Sunday, December 16, 2012

Black and White Theorem


‘And they laugh, after killing a man.’

How perplexing that photographs have become one of man’s creations with which we can celebrate all our vile vices. Perhaps it is narrow perspective considering the plethora of mass media inventions also engaged in the duping of man’s true sense of life and its bilious nature, but this gadget devised from the 1800's is proving quite benevolent.
The true purpose of mass media however, has never being to reveal and question horrors of our making and those inflicted upon us as minions and cogs in machinations of social systems based on exploitation, but solely to make us live with and accept these as common tragedies of failed human values, and utter disregard of life.

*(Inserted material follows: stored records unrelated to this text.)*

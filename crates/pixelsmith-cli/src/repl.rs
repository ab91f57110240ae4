//! The line reader feeding the dispatcher.

use std::io::{BufRead, Write};

use pixelsmith_core::{CommandDispatcher, ImageCodec, ImageDisplay, Outcome};
use tracing::debug;

/// Read commands from `input` until `exit` or end of input.
///
/// Errors and `saved` notices are printed to `report` and the loop
/// continues. When `prompt` is set it is written before every line. Bytes
/// that are not UTF-8 are replaced, so such a line fails like any other
/// malformed command.
pub fn run<C, D, R, W, E>(
    dispatcher: &mut CommandDispatcher<C, D>,
    mut input: R,
    mut prompt: Option<(&str, &mut W)>,
    report: &mut E,
) -> anyhow::Result<()>
where
    C: ImageCodec,
    D: ImageDisplay,
    R: BufRead,
    W: Write,
    E: Write,
{
    let mut buf = Vec::new();

    while dispatcher.is_running() {
        if let Some((text, out)) = prompt.as_mut() {
            write!(out, "{text}")?;
            out.flush()?;
        }
        buf.clear();
        if input.read_until(b'\n', &mut buf)? == 0 {
            debug!("end of input");
            break;
        }
        let line = String::from_utf8_lossy(&buf);
        let line = line.trim_end_matches(['\n', '\r']);

        match dispatcher.dispatch(line) {
            Ok(Outcome::Saved(path)) => writeln!(report, "saved {}", path.display())?,
            Ok(outcome) => debug!(?outcome, "command done"),
            Err(err) => writeln!(report, "error: {err}")?,
        }
    }
    Ok(())
}

#[cfg(test)]
mod tests {
    use super::*;
    use pixelsmith_core::{Color, Image, MemoryCodec, SlotDisplay};

    fn dispatcher() -> CommandDispatcher<MemoryCodec, SlotDisplay> {
        let mut codec = MemoryCodec::new();
        codec.insert("a.png", Image::filled(20, 20, Color::WHITE).unwrap());
        CommandDispatcher::new(codec, SlotDisplay::new())
    }

    #[test]
    fn test_stops_at_exit() {
        let mut d = dispatcher();
        let input = "load a.png\ncrop 0 0 5 5\nexit\ncrop 0 0 1 1\n";
        let mut report = Vec::new();
        run::<_, _, _, Vec<u8>, _>(&mut d, input.as_bytes(), None, &mut report).unwrap();

        assert!(!d.is_running());
        assert_eq!(d.display().current().unwrap().dimensions(), (5, 5));
        assert!(report.is_empty());
    }

    #[test]
    fn test_errors_do_not_stop_the_loop() {
        let mut d = dispatcher();
        let input = "load a.png\ncrop -5 0 10 10\nblend missing.png multiply\ncrop 0 0 2 2\n";
        let mut report = Vec::new();
        run::<_, _, _, Vec<u8>, _>(&mut d, input.as_bytes(), None, &mut report).unwrap();

        let report = String::from_utf8(report).unwrap();
        assert_eq!(report.lines().count(), 2);
        assert!(report.lines().all(|l| l.starts_with("error: ")));
        assert!(d.is_running());
        assert_eq!(d.display().current().unwrap().dimensions(), (2, 2));
    }

    #[test]
    fn test_prompt_written_per_line() {
        let mut d = dispatcher();
        let mut prompt_out = Vec::new();
        let mut report = Vec::new();
        run(
            &mut d,
            "load a.png\nexit\n".as_bytes(),
            Some(("> ", &mut prompt_out)),
            &mut report,
        )
        .unwrap();
        assert_eq!(String::from_utf8(prompt_out).unwrap(), "> > ");
    }

    #[test]
    fn test_save_is_reported() {
        let mut d = dispatcher();
        let mut report = Vec::new();
        run::<_, _, _, Vec<u8>, _>(&mut d, "load a.png\nsave b.png\n".as_bytes(), None, &mut report)
            .unwrap();
        assert_eq!(String::from_utf8(report).unwrap(), "saved b.png\n");
    }

    #[test]
    fn test_invalid_utf8_line_is_reported_and_skipped() {
        let mut d = dispatcher();
        let input: &[u8] = b"load a.png\ncrop \xff\xfe 0 1 1\ncrop 0 0 5 5\n";
        let mut report = Vec::new();
        run::<_, _, _, Vec<u8>, _>(&mut d, input, None, &mut report).unwrap();

        let report = String::from_utf8(report).unwrap();
        assert_eq!(report.lines().count(), 1);
        assert!(report.starts_with("error: "));
        assert!(d.is_running());
        assert_eq!(d.display().current().unwrap().dimensions(), (5, 5));
    }

    #[test]
    fn test_crlf_and_missing_final_newline() {
        let mut d = dispatcher();
        let mut report = Vec::new();
        run::<_, _, _, Vec<u8>, _>(&mut d, "load a.png\r\ncrop 0 0 3 3".as_bytes(), None, &mut report)
            .unwrap();
        assert!(report.is_empty());
        assert_eq!(d.display().current().unwrap().dimensions(), (3, 3));
    }
}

To this end, in cases of cinema for instance, we see news coverage that borders on becoming SNUFF content reminiscent of obscure voyeuristic films of tortures, mutilations and rapes.
Films and magazines are profiteering through conveyer-belt proliferation of consumerist sensationalisms, drawing mankind further away from a truer sense of being through an escapist bouquet.

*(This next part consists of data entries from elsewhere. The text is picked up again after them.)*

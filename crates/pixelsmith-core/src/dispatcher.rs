//! Line-at-a-time command interpreter.
//!
//! The dispatcher owns the codec and display collaborators and moves through
//! two states: [`DispatcherState::Running`] until `exit` is seen, then
//! [`DispatcherState::Terminated`]. A failing command is reported for that
//! line only; the state stays `Running` and the current image is untouched,
//! because transformations build a new image and only a successful result is
//! published.

use std::path::{Path, PathBuf};

use tracing::{debug, info};

use crate::codec::ImageCodec;
use crate::command::Directive;
use crate::display::ImageDisplay;
use crate::error::{EditError, Result};
use crate::transform::Transformation;

#[derive(Debug, Clone, Copy, PartialEq, Eq)]
pub enum DispatcherState {
    Running,
    Terminated,
}

/// What a successfully dispatched line did.
#[derive(Debug, Clone, PartialEq, Eq)]
pub enum Outcome {
    /// Blank line, nothing happened.
    Skipped,
    /// An image was decoded and is now current.
    Loaded { width: u32, height: u32 },
    /// A transformation was applied and its result published.
    Applied {
        transformation: &'static str,
        width: u32,
        height: u32,
    },
    /// The current image was written to a path.
    Saved(PathBuf),
    /// The session has ended.
    Exited,
}

/// Totals for a [`CommandDispatcher::run`] call.
#[derive(Debug, Clone, Copy, Default, PartialEq, Eq)]
pub struct RunSummary {
    /// Lines dispatched, including failed ones.
    pub processed: usize,
    pub failed: usize,
}

pub struct CommandDispatcher<C, D> {
    codec: C,
    display: D,
    state: DispatcherState,
}

impl<C: ImageCodec, D: ImageDisplay> CommandDispatcher<C, D> {
    pub fn new(codec: C, display: D) -> Self {
        Self {
            codec,
            display,
            state: DispatcherState::Running,
        }
    }

    pub fn state(&self) -> DispatcherState {
        self.state
    }

    pub fn is_running(&self) -> bool {
        self.state == DispatcherState::Running
    }

    pub fn codec(&self) -> &C {
        &self.codec
    }

    pub fn codec_mut(&mut self) -> &mut C {
        &mut self.codec
    }

    pub fn display(&self) -> &D {
        &self.display
    }

    pub fn into_parts(self) -> (C, D) {
        (self.codec, self.display)
    }

    /// Interpret one command line.
    ///
    /// Once terminated, further lines are ignored and report
    /// [`Outcome::Exited`].
    pub fn dispatch(&mut self, line: &str) -> Result<Outcome> {
        if !self.is_running() {
            debug!(line, "ignoring command after exit");
            return Ok(Outcome::Exited);
        }

        let Some(directive) = Directive::parse(line)? else {
            return Ok(Outcome::Skipped);
        };
        debug!(?directive, "dispatching");

        match directive {
            Directive::Load(path) => self.load(&path),
            Directive::Save(path) => self.save(&path),
            Directive::Exit => {
                info!("session terminated");
                self.state = DispatcherState::Terminated;
                Ok(Outcome::Exited)
            }
            Directive::Edit => self.edit(line),
        }
    }

    /// Decode `path` and make it the current image.
    pub fn load(&mut self, path: &Path) -> Result<Outcome> {
        let image = self.codec.decode(path)?;
        let (width, height) = image.dimensions();
        info!(path = %path.display(), width, height, "loaded image");
        self.display.show(image);
        Ok(Outcome::Loaded { width, height })
    }

    /// Encode the current image to `path`.
    pub fn save(&mut self, path: &Path) -> Result<Outcome> {
        let image = self.display.current().ok_or(EditError::NoImage)?;
        self.codec.encode(image, path)?;
        info!(path = %path.display(), "saved image");
        Ok(Outcome::Saved(path.to_path_buf()))
    }

    fn edit(&mut self, line: &str) -> Result<Outcome> {
        let transformation = Transformation::parse(line, &self.codec)?;
        let current = self.display.current().ok_or(EditError::NoImage)?;
        let next = transformation.process(current)?;
        let (width, height) = next.dimensions();
        info!(
            transformation = transformation.name(),
            width, height, "published image"
        );
        self.display.show(next);
        Ok(Outcome::Applied {
            transformation: transformation.name(),
            width,
            height,
        })
    }

    /// Dispatch lines until `exit` or end of input.
    ///
    /// Errors are passed to `on_error` with the offending line and never stop
    /// the loop. Lines after `exit` are not consumed.
    pub fn run<I, S, F>(&mut self, lines: I, mut on_error: F) -> RunSummary
    where
        I: IntoIterator<Item = S>,
        S: AsRef<str>,
        F: FnMut(&str, &EditError),
    {
        let mut summary = RunSummary::default();
        for line in lines {
            if !self.is_running() {
                break;
            }
            let line = line.as_ref();
            summary.processed += 1;
            if let Err(err) = self.dispatch(line) {
                summary.failed += 1;
                on_error(line, &err);
            }
        }
        summary
    }
}

#[cfg(test)]
mod tests {
    use super::*;
    use crate::codec::MemoryCodec;
    use crate::color::Color;
    use crate::display::SlotDisplay;
    use crate::raster::Image;

    fn dispatcher() -> CommandDispatcher<MemoryCodec, SlotDisplay> {
        let mut codec = MemoryCodec::new();
        codec.insert("a.png", Image::filled(8, 6, Color::rgb(40, 80, 120)).unwrap());
        CommandDispatcher::new(codec, SlotDisplay::new())
    }

    #[test]
    fn test_initial_state() {
        let d = dispatcher();
        assert_eq!(d.state(), DispatcherState::Running);
        assert!(d.display().current().is_none());
    }

    #[test]
    fn test_load() {
        let mut d = dispatcher();
        let outcome = d.dispatch("load a.png").unwrap();
        assert_eq!(outcome, Outcome::Loaded { width: 8, height: 6 });
        assert_eq!(d.display().published(), 1);
    }

    #[test]
    fn test_blank_line_skipped() {
        let mut d = dispatcher();
        assert_eq!(d.dispatch("   ").unwrap(), Outcome::Skipped);
        assert_eq!(d.display().published(), 0);
    }

    #[test]
    fn test_edit_without_image() {
        let mut d = dispatcher();
        assert!(matches!(d.dispatch("crop 0 0 1 1"), Err(EditError::NoImage)));
        assert!(matches!(d.dispatch("save out.png"), Err(EditError::NoImage)));
        assert!(d.is_running());
    }

    #[test]
    fn test_unknown_command_republishes_unchanged() {
        let mut d = dispatcher();
        d.dispatch("load a.png").unwrap();
        let before = d.display().current().cloned();
        let outcome = d.dispatch("sharpen 3").unwrap();
        assert_eq!(
            outcome,
            Outcome::Applied {
                transformation: "noop",
                width: 8,
                height: 6
            }
        );
        assert_eq!(d.display().current().cloned(), before);
        assert_eq!(d.display().published(), 2);
    }

    #[test]
    fn test_exit_terminates_and_ignores_rest() {
        let mut d = dispatcher();
        assert_eq!(d.dispatch("exit").unwrap(), Outcome::Exited);
        assert_eq!(d.state(), DispatcherState::Terminated);
        assert_eq!(d.dispatch("load a.png").unwrap(), Outcome::Exited);
        assert!(d.display().current().is_none());
    }

    #[test]
    fn test_save_stores_current() {
        let mut d = dispatcher();
        d.dispatch("load a.png").unwrap();
        d.dispatch("crop 1 1 2 2").unwrap();
        assert_eq!(
            d.dispatch("save b.png").unwrap(),
            Outcome::Saved(PathBuf::from("b.png"))
        );
        assert_eq!(d.codec().get("b.png").unwrap().dimensions(), (2, 2));
    }

    #[test]
    fn test_run_counts_failures_and_stops_at_exit() {
        let mut d = dispatcher();
        let mut errors = Vec::new();
        let summary = d.run(
            ["load a.png", "crop x 0 1 1", "crop 0 0 4 4", "exit", "crop 0 0 1 1"],
            |line, err| errors.push((line.to_string(), err.to_string())),
        );
        assert_eq!(summary, RunSummary { processed: 4, failed: 1 });
        assert_eq!(errors.len(), 1);
        assert_eq!(errors[0].0, "crop x 0 1 1");
        assert_eq!(d.display().current().unwrap().dimensions(), (4, 4));
    }
}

And the rise of the self-destructive man leers its serpentine head from the behind luciferic winds of our technocratic age, desensitized to pain, tragedy, empathy and love.
A systematic lobotomy is being exercised on all societies on the planet; depriving us of inter-connectedness and unity – leaving a fragmented species so to speak, one vulnerable to extermination by a superior intelligence.
This advent of numbing man’s palate against the grotesquery of society can only mean that ‘an age of reformation’ of all fundamental systems and institutionalized values of our civilization is looming on the horizon like a constellation that predicts re-birth from death and cessation.
And taking into cognizance the concept that Black and White images lack a certain authenticity of representation due to absence of colour begs for me to differ, as I believe that black and white are colors, as they are degrees of light within the extremes of spectral combinations.
It might seem that the assumed lack of color acts to sort of tone down the degree and impact of explicit vulgarity, and underplay the brutality of actions that resulted in the mauled bodies captured on the images of concentration camps for instance.
Black and White veils the splendor and horrors of real life for some, but also can compel the viewer to search for meanings unbeknown. Black and white carries with it a tremendous power that requires the actuation of the faculty of recollection, yet so often than not contemporary man is engineered towards forgetting.